» WHAT TO DO
Write out exactly the lines from the first line of the records below through the line that contains "rb_eval_string_protect: unsafe extern", and stop there.

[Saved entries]
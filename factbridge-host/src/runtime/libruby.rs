//! Ruby binding over a dynamically loaded libruby
//!
//! Every call that may raise runs inside `rb_protect`, so Ruby never
//! unwinds through host frames that own resources. Closures handed to
//! [`LibRuby::protect`] only capture references and `Copy` data.

use super::locate::{locate, LocatedLibrary};
use super::{ForeignKind, Runtime};
use crate::config::RuntimeConfig;
use crate::error::RuntimeError;
use factbridge_api::ForeignValue;
use libloading::Library;
use std::ffi::{c_char, c_int, c_long, CString};
use std::mem::ManuallyDrop;
use std::path::{Path, PathBuf};

type Value = usize;
type Id = usize;
type ProtectedFn = unsafe extern "C" fn(Value) -> Value;

macro_rules! ruby_api {
    ($($name:ident: $ty:ty;)*) => {
        struct Api {
            $($name: $ty,)*
        }

        impl Api {
            fn load(library: &Library) -> Result<Self, RuntimeError> {
                Ok(Self {
                    $($name: unsafe {
                        *library
                            .get::<$ty>(concat!(stringify!($name), "\0").as_bytes())
                            .map_err(|source| RuntimeError::MissingSymbol {
                                symbol: stringify!($name),
                                source,
                            })?
                    },)*
                })
            }
        }
    };
}

ruby_api! {
    ruby_init_stack: unsafe extern "C" fn(*mut Value);
    ruby_setup: unsafe extern "C" fn() -> c_int;
    ruby_cleanup: unsafe extern "C" fn(c_int) -> c_int;
    ruby_init_loadpath: unsafe extern "C" fn();
    ruby_script: unsafe extern "C" fn(*const c_char);
    rb_protect: unsafe extern "C" fn(ProtectedFn, Value, *mut c_int) -> Value;
    rb_eval_string_protect: unsafe extern "C" fn(*const c_char, *mut c_int) -> Value;
    rb_errinfo: unsafe extern "C" fn() -> Value;
    rb_set_errinfo: unsafe extern "C" fn(Value);
    rb_gv_get: unsafe extern "C" fn(*const c_char) -> Value;
    rb_gv_set: unsafe extern "C" fn(*const c_char, Value) -> Value;
    rb_intern2: unsafe extern "C" fn(*const c_char, c_long) -> Id;
    rb_utf8_str_new: unsafe extern "C" fn(*const c_char, c_long) -> Value;
    rb_str_intern: unsafe extern "C" fn(Value) -> Value;
    rb_funcallv: unsafe extern "C" fn(Value, Id, c_int, *const Value) -> Value;
    rb_ary_entry: unsafe extern "C" fn(Value, c_long) -> Value;
    rb_hash_lookup: unsafe extern "C" fn(Value, Value) -> Value;
    rb_obj_is_kind_of: unsafe extern "C" fn(Value, Value) -> Value;
    rb_num2long: unsafe extern "C" fn(Value) -> c_long;
    rb_num2dbl: unsafe extern "C" fn(Value) -> f64;
    rb_string_value_ptr: unsafe extern "C" fn(*mut Value) -> *const c_char;
}

/// Core classes used for type checks
struct Classes {
    array: Value,
    hash: Value,
    string: Value,
    symbol: Value,
    integer: Value,
    float: Value,
}

impl Classes {
    /// Read the class globals. Only valid after `ruby_setup`.
    fn read(library: &Library) -> Result<Self, RuntimeError> {
        Ok(Self {
            array: read_global(library, "rb_cArray")?,
            hash: read_global(library, "rb_cHash")?,
            string: read_global(library, "rb_cString")?,
            symbol: read_global(library, "rb_cSymbol")?,
            integer: read_global(library, "rb_cInteger")?,
            float: read_global(library, "rb_cFloat")?,
        })
    }
}

fn read_global(library: &Library, symbol: &'static str) -> Result<Value, RuntimeError> {
    let name = format!("{}\0", symbol);
    let address = unsafe { library.get::<*const Value>(name.as_bytes()) }
        .map_err(|source| RuntimeError::MissingSymbol { symbol, source })?;
    Ok(unsafe { **address })
}

unsafe extern "C" fn trampoline<F: FnOnce() -> Value>(data: Value) -> Value {
    let slot = unsafe { &mut *(data as *mut Option<F>) };
    match slot.take() {
        Some(f) => f(),
        None => 0,
    }
}

/// An initialized Ruby interpreter
pub struct LibRuby {
    api: Api,
    classes: Classes,
    nil: Value,
    qtrue: Value,
    qfalse: Value,
    include_stack_trace: bool,
    initialized: bool,
    path: PathBuf,
    // libruby cannot be unloaded once the VM has been set up.
    _library: ManuallyDrop<Library>,
}

impl LibRuby {
    /// Locate libruby and bring up the interpreter.
    ///
    /// Call from a frame near the top of the host's stack: Ruby's garbage
    /// collector scans the machine stack from this point.
    pub fn load(config: &RuntimeConfig) -> Result<Self, RuntimeError> {
        let LocatedLibrary { library, path } = locate(config)?;
        let library = ManuallyDrop::new(library);
        let api = Api::load(&library)?;

        tracing::debug!(path = %path.display(), "initializing ruby");

        let mut stack_start: Value = 0;
        let status = unsafe {
            (api.ruby_init_stack)(&mut stack_start);
            (api.ruby_setup)()
        };
        if status != 0 {
            return Err(RuntimeError::Setup(status));
        }
        unsafe {
            (api.ruby_init_loadpath)();
            (api.ruby_script)(b"factbridge\0".as_ptr().cast());
        }

        let classes = Classes::read(&library)?;
        let nil = eval_raw(&api, "nil")?;
        let qtrue = eval_raw(&api, "true")?;
        let qfalse = eval_raw(&api, "false")?;

        let ruby = Self {
            api,
            classes,
            nil,
            qtrue,
            qfalse,
            include_stack_trace: false,
            initialized: true,
            path,
            _library: library,
        };

        if let Err(e) = ruby.eval("require 'rubygems'") {
            tracing::debug!(error = %e, "rubygems is unavailable");
        }
        Ok(ruby)
    }

    /// Path of the loaded library
    pub fn path(&self) -> &Path {
        &self.path
    }

    /// Run `f` inside `rb_protect`, returning the raised exception on failure
    fn protect_raw<F: FnOnce() -> Value>(&self, f: F) -> Result<Value, Value> {
        let mut slot = Some(f);
        let mut state: c_int = 0;
        let result = unsafe {
            (self.api.rb_protect)(
                trampoline::<F>,
                &mut slot as *mut Option<F> as Value,
                &mut state,
            )
        };
        if state == 0 {
            Ok(result)
        } else {
            Err(self.take_errinfo())
        }
    }

    fn protect<F: FnOnce() -> Value>(&self, f: F) -> Result<Value, RuntimeError> {
        self.protect_raw(f)
            .map_err(|error| RuntimeError::raised(self.describe_exception(error)))
    }

    fn take_errinfo(&self) -> Value {
        unsafe {
            let error = (self.api.rb_errinfo)();
            (self.api.rb_set_errinfo)(self.nil);
            error
        }
    }

    fn intern(&self, name: &str) -> Id {
        unsafe { (self.api.rb_intern2)(name.as_ptr().cast(), name.len() as c_long) }
    }

    /// Call a method without protection; only use inside `protect`
    unsafe fn call_raw(&self, receiver: Value, method: &str, args: &[Value]) -> Value {
        let id = self.intern(method);
        unsafe { (self.api.rb_funcallv)(receiver, id, args.len() as c_int, args.as_ptr()) }
    }

    fn call(&self, receiver: Value, method: &str) -> Result<Value, RuntimeError> {
        self.protect(|| unsafe { self.call_raw(receiver, method, &[]) })
    }

    fn is_a(&self, value: Value, class: Value) -> bool {
        unsafe { (self.api.rb_obj_is_kind_of)(value, class) == self.qtrue }
    }

    fn describe_exception(&self, error: Value) -> String {
        if error == self.nil {
            return "ruby reported an error without an exception".to_string();
        }

        let message = self
            .protect_raw(|| unsafe { self.call_raw(error, "message", &[]) })
            .ok()
            .and_then(|message| self.string_bytes(message).ok())
            .unwrap_or_else(|| "unknown ruby exception".to_string());

        if !self.include_stack_trace {
            return message;
        }

        let backtrace = self
            .protect_raw(|| unsafe { self.call_raw(error, "backtrace", &[]) })
            .ok()
            .filter(|trace| self.is_a(*trace, self.classes.array))
            .and_then(|trace| {
                let joined = self.protect_raw(|| unsafe {
                    let separator = (self.api.rb_utf8_str_new)(b"\n  ".as_ptr().cast(), 3);
                    self.call_raw(trace, "join", &[separator])
                });
                joined.ok().and_then(|s| self.string_bytes(s).ok())
            });

        match backtrace {
            Some(trace) if !trace.is_empty() => format!("{}\nbacktrace:\n  {}", message, trace),
            _ => message,
        }
    }

    /// Copy the bytes of a Ruby string
    fn string_bytes(&self, string: Value) -> Result<String, RuntimeError> {
        if !self.is_a(string, self.classes.string) {
            return Err(RuntimeError::TypeMismatch { expected: "String" });
        }
        let length = self.to_integer(ForeignValue::from_raw(self.call(string, "bytesize")?))?;
        let mut string = string;
        let ptr = self.protect(|| unsafe { (self.api.rb_string_value_ptr)(&mut string) as Value })?;
        let bytes = unsafe { std::slice::from_raw_parts(ptr as *const u8, length as usize) };
        Ok(String::from_utf8_lossy(bytes).into_owned())
    }

    fn c_string(text: &str) -> Result<CString, RuntimeError> {
        CString::new(text).map_err(|_| RuntimeError::raised("text contains an interior NUL byte"))
    }
}

fn eval_raw(api: &Api, source: &str) -> Result<Value, RuntimeError> {
    let source = LibRuby::c_string(source)?;
    let mut state: c_int = 0;
    let value = unsafe { (api.rb_eval_string_protect)(source.as_ptr(), &mut state) };
    if state != 0 {
        return Err(RuntimeError::raised(format!(
            "could not evaluate '{}'",
            source.to_string_lossy()
        )));
    }
    Ok(value)
}

impl Runtime for LibRuby {
    fn include_stack_trace(&mut self, include: bool) {
        self.include_stack_trace = include;
    }

    fn uninitialize(&mut self) {
        if self.initialized {
            tracing::debug!("shutting down ruby");
            unsafe { (self.api.ruby_cleanup)(0) };
            self.initialized = false;
        }
    }

    fn nil(&self) -> ForeignValue {
        ForeignValue::from_raw(self.nil)
    }

    fn kind(&self, value: ForeignValue) -> ForeignKind {
        let value = value.as_raw();
        if value == self.nil {
            ForeignKind::Nil
        } else if value == self.qtrue {
            ForeignKind::Boolean(true)
        } else if value == self.qfalse {
            ForeignKind::Boolean(false)
        } else if self.is_a(value, self.classes.array) {
            ForeignKind::Array
        } else if self.is_a(value, self.classes.hash) {
            ForeignKind::Hash
        } else if self.is_a(value, self.classes.string) {
            ForeignKind::String
        } else if self.is_a(value, self.classes.symbol) {
            ForeignKind::Symbol
        } else if self.is_a(value, self.classes.integer) {
            ForeignKind::Integer
        } else if self.is_a(value, self.classes.float) {
            ForeignKind::Float
        } else {
            ForeignKind::Other
        }
    }

    fn is_sequence(&self, value: ForeignValue) -> bool {
        self.is_a(value.as_raw(), self.classes.array)
    }

    fn is_mapping(&self, value: ForeignValue) -> bool {
        self.is_a(value.as_raw(), self.classes.hash)
    }

    fn sequence_len(&self, sequence: ForeignValue) -> Result<i64, RuntimeError> {
        if !self.is_sequence(sequence) {
            return Err(RuntimeError::TypeMismatch { expected: "Array" });
        }
        let length = self.call(sequence.as_raw(), "length")?;
        self.to_integer(ForeignValue::from_raw(length))
    }

    fn sequence_at(&self, sequence: ForeignValue, index: i64) -> Result<ForeignValue, RuntimeError> {
        if !self.is_sequence(sequence) {
            return Err(RuntimeError::TypeMismatch { expected: "Array" });
        }
        let index = c_long::try_from(index)
            .map_err(|_| RuntimeError::raised(format!("index {} is out of range", index)))?;
        let value = unsafe { (self.api.rb_ary_entry)(sequence.as_raw(), index) };
        Ok(ForeignValue::from_raw(value))
    }

    fn mapping_lookup(
        &self,
        mapping: ForeignValue,
        key: ForeignValue,
    ) -> Result<ForeignValue, RuntimeError> {
        if !self.is_mapping(mapping) {
            return Err(RuntimeError::TypeMismatch { expected: "Hash" });
        }
        self.protect(|| unsafe { (self.api.rb_hash_lookup)(mapping.as_raw(), key.as_raw()) })
            .map(ForeignValue::from_raw)
    }

    fn mapping_entries(
        &self,
        mapping: ForeignValue,
    ) -> Result<Vec<(ForeignValue, ForeignValue)>, RuntimeError> {
        if !self.is_mapping(mapping) {
            return Err(RuntimeError::TypeMismatch { expected: "Hash" });
        }
        let pairs = ForeignValue::from_raw(self.call(mapping.as_raw(), "to_a")?);
        let length = self.sequence_len(pairs)?;
        let mut entries = Vec::with_capacity(length.max(0) as usize);
        for index in 0..length {
            let pair = self.sequence_at(pairs, index)?;
            entries.push((self.sequence_at(pair, 0)?, self.sequence_at(pair, 1)?));
        }
        Ok(entries)
    }

    fn string_to_foreign(&self, text: &str) -> Result<ForeignValue, RuntimeError> {
        self.protect(|| unsafe {
            (self.api.rb_utf8_str_new)(text.as_ptr().cast(), text.len() as c_long)
        })
        .map(ForeignValue::from_raw)
    }

    fn symbol_to_foreign(&self, text: &str) -> Result<ForeignValue, RuntimeError> {
        self.protect(|| unsafe {
            let string = (self.api.rb_utf8_str_new)(text.as_ptr().cast(), text.len() as c_long);
            (self.api.rb_str_intern)(string)
        })
        .map(ForeignValue::from_raw)
    }

    fn to_utf8(&self, value: ForeignValue) -> Result<String, RuntimeError> {
        let value = value.as_raw();
        if self.is_a(value, self.classes.string) {
            self.string_bytes(value)
        } else {
            self.string_bytes(self.call(value, "to_s")?)
        }
    }

    fn to_integer(&self, value: ForeignValue) -> Result<i64, RuntimeError> {
        let mut out: c_long = 0;
        self.protect(|| {
            out = unsafe { (self.api.rb_num2long)(value.as_raw()) };
            self.nil
        })?;
        Ok(i64::from(out))
    }

    fn to_float(&self, value: ForeignValue) -> Result<f64, RuntimeError> {
        let mut out = 0.0;
        self.protect(|| {
            out = unsafe { (self.api.rb_num2dbl)(value.as_raw()) };
            self.nil
        })?;
        Ok(out)
    }

    fn global_get(&self, name: &str) -> Result<ForeignValue, RuntimeError> {
        let name = Self::c_string(name)?;
        self.protect(|| unsafe { (self.api.rb_gv_get)(name.as_ptr()) })
            .map(ForeignValue::from_raw)
    }

    fn global_set(&self, name: &str, value: ForeignValue) -> Result<(), RuntimeError> {
        let name = Self::c_string(name)?;
        self.protect(|| unsafe { (self.api.rb_gv_set)(name.as_ptr(), value.as_raw()) })
            .map(|_| ())
    }

    fn eval(&self, source: &str) -> Result<ForeignValue, RuntimeError> {
        let source = Self::c_string(source)?;
        let mut state: c_int = 0;
        let value = unsafe { (self.api.rb_eval_string_protect)(source.as_ptr(), &mut state) };
        if state != 0 {
            let error = self.take_errinfo();
            return Err(RuntimeError::raised(self.describe_exception(error)));
        }
        Ok(ForeignValue::from_raw(value))
    }
}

» ANSWER TO THE PROBLEM
filename factbridge-host/src/runtime/libruby.rs
//! Ruby binding over a dynamically loaded libruby
//!
//! Every call that may raise runs inside `rb_protect`, so Ruby never
//! unwinds through host frames that own resources. Closures handed to
//! [`LibRuby::protect`] only capture references and `Copy` data.

use super::locate::{locate, LocatedLibrary};
use super::{ForeignKind, Runtime};
use crate::config::RuntimeConfig;
use crate::error::RuntimeError;
use factbridge_api::ForeignValue;
use libloading::Library;
use std::ffi::{c_char, c_int, c_long, CString};
use std::mem::ManuallyDrop;
use std::path::{Path, PathBuf};

type Value = usize;
type Id = usize;
type ProtectedFn = unsafe extern "C" fn(Value) -> Value;

macro_rules! ruby_api {
    ($($name:ident: $ty:ty;)*) => {
        struct Api {
            $($name: $ty,)*
        }

        impl Api {
            fn load(library: &Library) -> Result<Self, RuntimeError> {
                Ok(Self {
                    $($name: unsafe {
                        *library
                            .get::<$ty>(concat!(stringify!($name), "\0").as_bytes())
                            .map_err(|source| RuntimeError::MissingSymbol {
                                symbol: stringify!($name),
                                source,
                            })?
                    },)*
                })
            }
        }
    };
}

ruby_api! {
    ruby_init_stack: unsafe extern "C" fn(*mut Value);
    ruby_setup: unsafe extern "C" fn() -> c_int;
    ruby_cleanup: unsafe extern "C" fn(c_int) -> c_int;
    ruby_init_loadpath: unsafe extern "C" fn();
    ruby_script: unsafe extern "C" fn(*const c_char);
    rb_protect: unsafe extern "C" fn(ProtectedFn, Value, *mut c_int) -> Value;
    rb_eval_string_protect: unsafe extern "C" fn(*const c_char, *mut c_int) -> Value;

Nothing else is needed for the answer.